So many questions. It’s a tricky one for sure and although I have been broadly supportive of Smith since his arrival, the signs are ominous – muddled recruitment (not his fault as such, but he is part of the committee with Suso and Purslow), muddled tactics and a stubborn refusal to change things which are clearly not working point to a coach running out of ideas and running on empty.

I desperately want him to succeed. I don’t care that he’s a fan. He’s a professional and I’ll judge him on that, and he increasingly looks like he does not have what it takes at this level. But then was Dyche, for instance, any different when he first brought Burnley into the greed league? There are certainly parallels between the two coaches, with Smith arguably the more experienced of the two.

I get the impression the club will stick by him whatever happens, but in the meantime, here’s a considered approach to the situation, posted on the forum and I thought it would be interesting to share here for those who don’t dare venture into 100% Villa!


Writer: crimsondonkey

I keep hearing that Dean is a great coach but lacks the quality of players and that’s the primary reason for his failure at this level. Yes, he doesn’t have the squad that Klopp and Pep have – in fairness who does at least in the PL but that doesn’t explain why less talented teams have a visible approach to scoring and winning games – I’ve tried but I can’t for the life of me tell you what Smith’s is beyond ‘give it to Jack’.

My expectation is that regardless of the playing squad a decent coach would have an identifiable approach, good or bad, and then drill the players he has to go on the pitch and deliver it. If he has a modicum of success, he then has a case for asking for better players to fit it and produce better results to a point where the owners’ ambitions sit and re willing to invest to.

Instead what I think we’ve seen from the start of the season is trying to play a high pressing open 433 system, which although naïve you could make work if you worked really hard and got the players drilled to deliver it (see Nuno and how quickly he got his players playing to the set system he uses).
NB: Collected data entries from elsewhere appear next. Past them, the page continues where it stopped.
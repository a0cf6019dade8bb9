//! Automatic `\label` generation
//!
//! Given a document and a cursor position, infers the label type from the
//! nearest preceding sectioning command or caption, slugifies its argument,
//! and works out which part of `\label{...}` still has to be typed.
//!
//! ```
//! use texlabel::core::label::compose;
//!
//! let doc = "\\section{Foo Bar}\n";
//! assert_eq!(compose(doc, 17).render(), "\\label{sec:foo_bar}");
//! ```

pub mod buffer;
pub mod compose;
pub mod insert;
pub mod locate;
pub mod options;
pub mod slug;
pub mod snippet;

pub use buffer::TextBuffer;
pub use compose::{compose, compose_with, label_affixes, LabelResult};
pub use insert::{apply_edits, plan_insertions, Edit, Insertion, Selection};
pub use locate::{locate, locate_with, LabelContext};
pub use options::{InsertionStyle, LabelOptions};
pub use slug::slugify;
pub use snippet::{Snippet, SnippetPart};
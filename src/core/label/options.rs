//! Options for label inference and insertion

use serde::{Deserialize, Serialize};

use crate::data::maps::{DEFAULT_LABEL_CONTENT, UNKNOWN_LABEL_TYPE};
use crate::utils::error::{LabelError, LabelErrorResult};

/// How a computed label is handed to the editor
#[derive(Debug, Clone, Copy, PartialEq, Eq, Default, Serialize, Deserialize)]
#[serde(rename_all = "kebab-case")]
pub enum InsertionStyle {
    /// Tab-stop snippet for a single cursor, plain text for several
    #[default]
    Auto,
    /// Always produce a snippet
    Snippet,
    /// Always produce plain text
    PlainText,
}

impl InsertionStyle {
    /// Whether a snippet should be produced for `cursor_count` cursors.
    pub fn uses_snippet(self, cursor_count: usize) -> bool {
        match self {
            InsertionStyle::Auto => cursor_count == 1,
            InsertionStyle::Snippet => true,
            InsertionStyle::PlainText => false,
        }
    }
}

/// Options for label inference
#[derive(Debug, Clone, PartialEq, Eq, Serialize, Deserialize)]
#[serde(default)]
pub struct LabelOptions {
    /// Type tag used when no type can be inferred.
    /// Default: `???`
    pub placeholder_type: String,

    /// Content used when no labelled command precedes the cursor.
    /// Default: `label`
    pub placeholder_content: String,

    /// Use `placeholder_content` when the command argument slugifies to
    /// nothing but underscores (e.g. `\section{?}`).
    /// Default: false
    pub fill_empty_content: bool,

    /// Snippet or plain text insertion.
    /// Default: `Auto`
    pub style: InsertionStyle,
}

impl Default for LabelOptions {
    fn default() -> Self {
        Self {
            placeholder_type: UNKNOWN_LABEL_TYPE.to_string(),
            placeholder_content: DEFAULT_LABEL_CONTENT.to_string(),
            fill_empty_content: false,
            style: InsertionStyle::Auto,
        }
    }
}

impl LabelOptions {
    /// Create new options with defaults
    pub fn new() -> Self {
        Self::default()
    }

    /// Create options that never produce snippets
    pub fn plain_text() -> Self {
        Self {
            style: InsertionStyle::PlainText,
            ..Self::default()
        }
    }

    /// Placeholder type tag, falling back to `???` when left empty.
    pub fn placeholder_type(&self) -> &str {
        if self.placeholder_type.is_empty() {
            UNKNOWN_LABEL_TYPE
        } else {
            &self.placeholder_type
        }
    }

    /// Check that the placeholders can always be printed and edited.
    pub fn validate(&self) -> LabelErrorResult<()> {
        if self.placeholder_type.is_empty() {
            return Err(LabelError::invalid_option(
                "placeholder_type",
                "must not be empty",
            ));
        }
        for (option, value) in [
            ("placeholder_type", &self.placeholder_type),
            ("placeholder_content", &self.placeholder_content),
        ] {
            if value.contains(['{', '}', '\n']) {
                return Err(LabelError::invalid_option(
                    option,
                    format!("'{}' contains a brace or line break", value),
                ));
            }
        }
        Ok(())
    }
}
//! Finding the command a new label refers to
//!
//! The search is deliberately local: only the line before the cursor and the
//! current line up to the cursor are scanned for a sectioning command or a
//! `\caption`. Captions take their type from the first `\end{...}` after the
//! cursor, which is normally the float they sit in.

use lazy_static::lazy_static;
use log::debug;
use regex::Regex;
use serde::Serialize;

use super::buffer::TextBuffer;
use super::options::LabelOptions;
use super::slug::slugify;
use crate::data::maps::{
    command_label_type, environment_label_type, CAPTION_COMMAND, COMMAND_LABEL_TYPES,
};

lazy_static! {
    /// `\<command>[opt]...{content}` for every sectioning command and `\caption`
    static ref LABELLED_COMMAND_RE: Regex = {
        let commands: Vec<&str> = COMMAND_LABEL_TYPES
            .keys()
            .copied()
            .chain(std::iter::once(CAPTION_COMMAND))
            .collect();
        Regex::new(&format!(
            r"\\(?P<command>{})(?:\[[^\]]*\])*\{{(?P<content>[^}}]+)\}}",
            commands.join("|")
        ))
        .unwrap()
    };

    /// `\end{name}`
    static ref ENV_END_RE: Regex = Regex::new(r"\\end\{(\w+)\}").unwrap();
}

/// Label type and content inferred from the text before a cursor
#[derive(Debug, Clone, PartialEq, Eq, Serialize)]
pub struct LabelContext {
    pub label_type: String,
    pub label_content: String,
}

impl LabelContext {
    pub fn new(label_type: impl Into<String>, label_content: impl Into<String>) -> Self {
        Self {
            label_type: label_type.into(),
            label_content: label_content.into(),
        }
    }
}

/// Infer the label for `pos` with default options.
pub fn locate<B: TextBuffer + ?Sized>(buffer: &B, pos: usize) -> LabelContext {
    locate_with(buffer, pos, &LabelOptions::default())
}

/// Infer the label for `pos`.
///
/// Only the first (leftmost) command in the search window is considered.
/// When nothing matches, both placeholders from `options` are returned.
pub fn locate_with<B: TextBuffer + ?Sized>(
    buffer: &B,
    pos: usize,
    options: &LabelOptions,
) -> LabelContext {
    let pos = buffer.clamp_position(pos);
    let window = buffer.substr(search_window_start(buffer, pos)..pos);

    let Some(caps) = LABELLED_COMMAND_RE.captures(&window) else {
        debug!("no labelled command before position {}", pos);
        return LabelContext::new(
            options.placeholder_type(),
            options.placeholder_content.clone(),
        );
    };

    let command = &caps["command"];
    let label_content = content_slug(&caps["content"], options);
    let label_type = if command == CAPTION_COMMAND {
        enclosing_environment_type(buffer, pos)
    } else {
        command_label_type(command)
    };
    debug!(
        "\\{} before position {} gives type {:?}, content {:?}",
        command, pos, label_type, label_content
    );

    LabelContext {
        label_type: label_type
            .map_or_else(|| options.placeholder_type().to_string(), str::to_string),
        label_content,
    }
}

/// Start of the line preceding the one containing `pos`, or of the current
/// line when it is the first one.
pub fn search_window_start<B: TextBuffer + ?Sized>(buffer: &B, pos: usize) -> usize {
    let line_start = buffer.line_range(pos).start;
    match line_start.checked_sub(1) {
        Some(prev_line_end) => buffer.line_range(prev_line_end).start,
        None => 0,
    }
}

/// Label type of the environment closed by the first `\end{...}` at or after
/// `pos`, if it is a known float.
pub fn enclosing_environment_type<B: TextBuffer + ?Sized>(
    buffer: &B,
    pos: usize,
) -> Option<&'static str> {
    let found = buffer.find(&ENV_END_RE, pos)?;
    let text = buffer.substr(found);
    let caps = ENV_END_RE.captures(&text)?;
    let env_type = environment_label_type(&caps[1]);
    if env_type.is_none() {
        debug!("\\end{{{}}} does not close a labelled float", &caps[1]);
    }
    env_type
}

fn content_slug(content: &str, options: &LabelOptions) -> String {
    let slug = slugify(content);
    if options.fill_empty_content && !slug.bytes().any(|b| b.is_ascii_alphanumeric()) {
        options.placeholder_content.clone()
    } else {
        slug
    }
}
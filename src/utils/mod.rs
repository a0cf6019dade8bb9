//! Utility modules
//!
//! This module contains utilities and helpers:
//! - Error types and result types

pub mod error;

// Re-export commonly used items
pub use error::{LabelError, LabelErrorResult};
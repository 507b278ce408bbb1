use async_trait::async_trait;
use std::fmt;
use std::time::Duration;

use super::TranscriptLayer;
use crate::captions::text;
use crate::config::PanelConfig;
use crate::page::dom::{ROW_TEXT, ROW_TIMESTAMP, SEGMENT_LIST, SEGMENT_ROW, SHOW_TRANSCRIPT_BUTTON, TRANSCRIPT_PANEL};
use crate::page::{PanelDom, RenderedRow, WatchPage};
use crate::transcript::{ExtractionLayer, TranscriptMetadata, TranscriptResult, TranscriptSegment};
use crate::utils::{parse_timestamp, wait_for, Cadence};

/// The rendered panel carries no durations; the last row is assumed to last this long
pub const LAST_SEGMENT_ESTIMATE_SECS: f64 = 3.0;

/// The panel does not say whether its track is auto-generated
pub const PANEL_TRACK_IS_AUTO_GENERATED: bool = false;

/// The panel does not say whether its track is a translation
pub const PANEL_TRACK_IS_TRANSLATION: bool = false;

pub const PANEL_LANGUAGE_CODE: &str = "und";

#[derive(Debug, Clone, Copy, PartialEq, Eq)]
pub enum PanelState {
    Closed,
    Opening,
    WaitingForSegments,
    Scraping,
    Done,
}

impl fmt::Display for PanelState {
    fn fmt(&self, f: &mut fmt::Formatter<'_>) -> fmt::Result {
        let name = match self {
            PanelState::Closed => "closed",
            PanelState::Opening => "opening",
            PanelState::WaitingForSegments => "waiting for segments",
            PanelState::Scraping => "scraping",
            PanelState::Done => "done",
        };
        f.write_str(name)
    }
}

/// Layer D: drives the page's own transcript panel and scrapes its rows
pub struct PanelLayer {
    open_timeout: Duration,
    mount_timeout: Duration,
    settle_wait: Duration,
    poll_interval: Duration,
    max_scroll_attempts: u32,
}

/// Outcome of scrolling the segment list to its end
#[derive(Debug, Clone, Copy, PartialEq, Eq)]
enum Materialized {
    Settled,
    BudgetExhausted,
}

struct Run<'a> {
    dom: &'a dyn PanelDom,
    state: PanelState,
}

impl Run<'_> {
    fn enter(&mut self, next: PanelState) {
        tracing::debug!(from = %self.state, to = %next, "Panel scrape advancing");
        self.state = next;
    }

    fn give_up(&self, reason: &str) -> TranscriptResult {
        tracing::info!(state = %self.state, "Panel scrape stopped: {}", reason);
        TranscriptResult::unavailable(ExtractionLayer::RenderedPanel, format!("{} (while {})", reason, self.state))
    }
}

impl PanelLayer {
    pub fn new(config: &PanelConfig) -> Self {
        Self {
            open_timeout: Duration::from_millis(config.open_timeout_ms),
            mount_timeout: Duration::from_millis(config.mount_timeout_ms),
            settle_wait: Duration::from_millis(config.scroll_settle_ms),
            poll_interval: Duration::from_millis(config.poll_interval_ms),
            max_scroll_attempts: config.max_scroll_attempts,
        }
    }

    fn cadence(&self, dom: &dyn PanelDom) -> Cadence {
        Cadence::observe_or_poll(dom.mutations(), self.poll_interval)
    }

    /// Scrape the panel of `dom` for `video_id`
    pub async fn scrape(&self, dom: &dyn PanelDom, video_id: &str) -> TranscriptResult {
        let mut run = Run { dom, state: PanelState::Closed };

        if TRANSCRIPT_PANEL.locate(dom).is_none() {
            run.enter(PanelState::Opening);
            let Some(control) = SHOW_TRANSCRIPT_BUTTON.locate(dom) else {
                return run.give_up("Show transcript control not found");
            };
            if !dom.click(control) {
                return run.give_up("Show transcript control could not be activated");
            }
            let opened = wait_for(self.open_timeout, self.cadence(dom), || TRANSCRIPT_PANEL.locate(dom)).await;
            if opened.is_none() {
                return run.give_up("Transcript panel did not open");
            }
        }

        run.enter(PanelState::WaitingForSegments);
        let Some(list) = wait_for(self.mount_timeout, self.cadence(dom), || SEGMENT_LIST.locate(dom)).await else {
            return run.give_up("Transcript segment list did not mount");
        };

        run.enter(PanelState::Scraping);
        let materialized = self.materialize(run.dom, list).await;

        let Some(row) = SEGMENT_ROW.locate(dom) else {
            return run.give_up("No transcript rows rendered");
        };
        let rows = dom.rows(list, row, ROW_TIMESTAMP, ROW_TEXT);
        let segments = rows_to_segments(&rows);
        if segments.is_empty() {
            return run.give_up("Transcript panel had no readable rows");
        }

        run.enter(PanelState::Done);
        let metadata = TranscriptMetadata::describe(
            video_id,
            None,
            PANEL_LANGUAGE_CODE,
            PANEL_TRACK_IS_AUTO_GENERATED,
            PANEL_TRACK_IS_TRANSLATION,
            &segments,
        );
        match materialized {
            Materialized::Settled => TranscriptResult::ready(segments, metadata, ExtractionLayer::RenderedPanel),
            Materialized::BudgetExhausted => {
                tracing::warn!(rows = rows.len(), "Scroll budget exhausted before the list settled");
                TranscriptResult::partial(segments, metadata, ExtractionLayer::RenderedPanel)
            }
        }
    }

    /// Scroll `list` to its bottom until its height stops growing, then back to the top
    async fn materialize(&self, dom: &dyn PanelDom, list: &str) -> Materialized {
        let mut height = dom.scroll_height(list).unwrap_or(0.0);
        let mut outcome = Materialized::BudgetExhausted;

        for attempt in 1..=self.max_scroll_attempts {
            dom.scroll_to(list, height);
            let seen = height;
            let grown = wait_for(self.settle_wait, self.cadence(dom), || {
                dom.scroll_height(list).filter(|h| *h > seen)
            })
            .await;

            match grown {
                Some(next) => {
                    tracing::trace!(attempt, height = next, "Segment list grew");
                    height = next;
                }
                None => {
                    tracing::debug!(attempt, height, "Segment list settled");
                    outcome = Materialized::Settled;
                    break;
                }
            }
        }

        dom.scroll_to(list, 0.0);
        outcome
    }
}

#[async_trait]
impl TranscriptLayer for PanelLayer {
    fn layer(&self) -> ExtractionLayer {
        ExtractionLayer::RenderedPanel
    }

    async fn extract(&self, page: &WatchPage) -> TranscriptResult {
        self.scrape(page.dom(), page.video_id()).await
    }
}

/// Turn scraped rows into segments whose end is the next row's start.
///
/// Rows with an unreadable timestamp or empty text are dropped.
pub fn rows_to_segments(rows: &[RenderedRow]) -> Vec<TranscriptSegment> {
    let parsed: Vec<(f64, String, String)> = rows
        .iter()
        .filter_map(|row| {
            let start = parse_timestamp(&row.timestamp)?;
            let (raw, cleaned) = text::normalize(&row.text)?;
            Some((start, raw, cleaned))
        })
        .collect();

    parsed
        .iter()
        .enumerate()
        .map(|(i, (start, raw, cleaned))| {
            let end = parsed
                .get(i + 1)
                .map(|(next, _, _)| *next)
                .unwrap_or(start + LAST_SEGMENT_ESTIMATE_SECS);
            TranscriptSegment::new(*start, end, raw.clone(), cleaned.clone())
        })
        .collect()
}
Regardless of how cack you think our squad is, what I’d expect to see is them get better at the system and more coherent as the season progressed.

Instead, we’ve got worse as the season has progressed, and less coherent as to what we’re trying to do and how we’re going about it, and that’s before all the random chopping and changing that started about January and has pretty much continued pre- and post-lockdown.

And increasingly as a result of plan A failing and then scrabbling around for any kind of plan B, C, D etc the players have clearly lost belief in the approach and Smith, to the point where its abundantly clear that they rarely work hard for him on the pitch nor respond to his expletive loaded ‘instructions’ from the sidelines – it’s just noise now and the players have started ignoring him (game over as a coach).

What I’d expect the better coaches including the Klopps, Peps and Nunos, is to be able to get the players available to play to a defined system and then get better at it as time goes on, regardless of whether that translates to results. Nuno always stresses performances, and by that, he means did the team execute what they have been drilling and practising.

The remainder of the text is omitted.